#### [INSTRUCTIONS TO FOLLOW]
In the entries that follow, find each line with the word "VecDeque" and copy it.

[Dataset entries]
Segment Open

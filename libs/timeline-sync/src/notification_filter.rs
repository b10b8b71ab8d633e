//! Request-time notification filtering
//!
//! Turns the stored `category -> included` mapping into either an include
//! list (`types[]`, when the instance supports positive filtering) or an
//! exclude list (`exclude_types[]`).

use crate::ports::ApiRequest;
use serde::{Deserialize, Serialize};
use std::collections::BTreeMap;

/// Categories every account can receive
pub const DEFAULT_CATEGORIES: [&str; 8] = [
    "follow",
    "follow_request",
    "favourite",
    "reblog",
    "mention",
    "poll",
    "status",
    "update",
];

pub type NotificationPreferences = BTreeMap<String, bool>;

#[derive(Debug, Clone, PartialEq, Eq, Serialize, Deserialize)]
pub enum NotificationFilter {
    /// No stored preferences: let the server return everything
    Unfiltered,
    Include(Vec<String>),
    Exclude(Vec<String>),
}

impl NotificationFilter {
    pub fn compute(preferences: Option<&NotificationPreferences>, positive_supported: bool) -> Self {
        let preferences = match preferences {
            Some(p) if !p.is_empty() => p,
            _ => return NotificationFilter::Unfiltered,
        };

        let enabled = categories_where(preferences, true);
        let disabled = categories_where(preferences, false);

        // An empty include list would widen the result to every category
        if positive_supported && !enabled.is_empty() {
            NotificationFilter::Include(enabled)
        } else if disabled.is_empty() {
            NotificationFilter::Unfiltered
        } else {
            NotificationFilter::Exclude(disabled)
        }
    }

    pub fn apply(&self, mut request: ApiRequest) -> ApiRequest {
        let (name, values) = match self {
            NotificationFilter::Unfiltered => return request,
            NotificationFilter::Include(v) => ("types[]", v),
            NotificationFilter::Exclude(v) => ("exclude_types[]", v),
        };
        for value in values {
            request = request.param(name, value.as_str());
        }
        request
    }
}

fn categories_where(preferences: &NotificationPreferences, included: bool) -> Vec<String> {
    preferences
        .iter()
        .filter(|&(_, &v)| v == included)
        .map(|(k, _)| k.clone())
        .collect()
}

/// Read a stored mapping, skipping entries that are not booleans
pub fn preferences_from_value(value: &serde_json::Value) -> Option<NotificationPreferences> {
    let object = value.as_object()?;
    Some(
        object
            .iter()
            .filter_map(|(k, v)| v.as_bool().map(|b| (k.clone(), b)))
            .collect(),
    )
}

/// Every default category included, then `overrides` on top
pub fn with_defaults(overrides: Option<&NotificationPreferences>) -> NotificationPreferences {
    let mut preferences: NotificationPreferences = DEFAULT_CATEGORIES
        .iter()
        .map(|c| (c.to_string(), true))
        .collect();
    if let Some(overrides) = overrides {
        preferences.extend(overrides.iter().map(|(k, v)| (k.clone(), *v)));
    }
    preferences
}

Segment Closed
Segment Open

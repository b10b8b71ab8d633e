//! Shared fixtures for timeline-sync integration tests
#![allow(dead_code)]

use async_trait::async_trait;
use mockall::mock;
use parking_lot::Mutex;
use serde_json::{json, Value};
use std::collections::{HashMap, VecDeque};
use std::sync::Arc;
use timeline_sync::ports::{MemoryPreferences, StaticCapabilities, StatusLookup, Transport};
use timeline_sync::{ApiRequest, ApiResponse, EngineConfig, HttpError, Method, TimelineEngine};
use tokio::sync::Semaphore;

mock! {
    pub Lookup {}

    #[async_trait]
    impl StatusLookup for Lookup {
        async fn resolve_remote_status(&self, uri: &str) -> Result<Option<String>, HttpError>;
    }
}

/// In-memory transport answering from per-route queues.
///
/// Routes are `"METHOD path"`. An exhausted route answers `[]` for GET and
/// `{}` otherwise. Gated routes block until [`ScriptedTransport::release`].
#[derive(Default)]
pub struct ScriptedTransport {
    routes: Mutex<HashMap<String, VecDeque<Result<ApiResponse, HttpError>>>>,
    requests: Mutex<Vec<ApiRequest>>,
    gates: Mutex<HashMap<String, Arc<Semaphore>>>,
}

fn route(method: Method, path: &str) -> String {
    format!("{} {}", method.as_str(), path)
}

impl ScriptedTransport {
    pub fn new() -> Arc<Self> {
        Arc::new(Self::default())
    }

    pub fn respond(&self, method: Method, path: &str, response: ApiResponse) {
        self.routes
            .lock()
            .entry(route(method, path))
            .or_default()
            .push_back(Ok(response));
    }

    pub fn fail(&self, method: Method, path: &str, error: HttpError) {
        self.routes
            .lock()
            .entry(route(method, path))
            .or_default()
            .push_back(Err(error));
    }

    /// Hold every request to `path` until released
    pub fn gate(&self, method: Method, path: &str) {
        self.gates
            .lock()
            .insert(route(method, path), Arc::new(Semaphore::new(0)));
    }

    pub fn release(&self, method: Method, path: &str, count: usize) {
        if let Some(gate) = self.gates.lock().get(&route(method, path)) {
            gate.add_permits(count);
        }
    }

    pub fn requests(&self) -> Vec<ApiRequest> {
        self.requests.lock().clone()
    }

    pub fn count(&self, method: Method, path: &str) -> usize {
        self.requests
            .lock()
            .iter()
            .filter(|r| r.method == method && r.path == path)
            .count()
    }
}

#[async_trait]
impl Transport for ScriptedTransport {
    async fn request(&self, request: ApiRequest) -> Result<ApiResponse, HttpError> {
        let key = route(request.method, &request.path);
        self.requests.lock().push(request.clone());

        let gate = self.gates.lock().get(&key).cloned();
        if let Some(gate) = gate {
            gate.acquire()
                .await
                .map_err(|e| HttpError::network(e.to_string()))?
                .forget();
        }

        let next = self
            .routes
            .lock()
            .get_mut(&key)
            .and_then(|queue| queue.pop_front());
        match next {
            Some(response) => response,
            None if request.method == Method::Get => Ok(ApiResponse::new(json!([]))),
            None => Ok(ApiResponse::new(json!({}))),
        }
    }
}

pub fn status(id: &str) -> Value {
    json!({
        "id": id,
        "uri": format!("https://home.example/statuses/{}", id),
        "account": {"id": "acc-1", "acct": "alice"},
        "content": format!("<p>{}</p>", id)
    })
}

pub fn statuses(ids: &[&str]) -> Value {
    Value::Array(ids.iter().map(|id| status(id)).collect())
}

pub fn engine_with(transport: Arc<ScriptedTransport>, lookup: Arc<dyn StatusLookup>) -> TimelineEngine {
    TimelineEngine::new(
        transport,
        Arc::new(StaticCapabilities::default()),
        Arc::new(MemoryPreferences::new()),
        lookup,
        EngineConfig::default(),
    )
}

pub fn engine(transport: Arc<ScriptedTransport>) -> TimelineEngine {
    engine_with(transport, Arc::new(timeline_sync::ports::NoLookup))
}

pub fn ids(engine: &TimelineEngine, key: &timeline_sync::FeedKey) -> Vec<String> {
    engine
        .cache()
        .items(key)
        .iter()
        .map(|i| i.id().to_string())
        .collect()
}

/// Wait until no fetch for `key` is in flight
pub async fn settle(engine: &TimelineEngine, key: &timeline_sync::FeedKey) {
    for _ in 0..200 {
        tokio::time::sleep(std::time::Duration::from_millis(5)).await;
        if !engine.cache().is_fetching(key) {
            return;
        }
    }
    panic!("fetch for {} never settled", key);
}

Segment Closed

#### [WRITTEN RESPONSE]
use std::collections::{HashMap, VecDeque};
    routes: Mutex<HashMap<String, VecDeque<Result<ApiResponse, HttpError>>>>,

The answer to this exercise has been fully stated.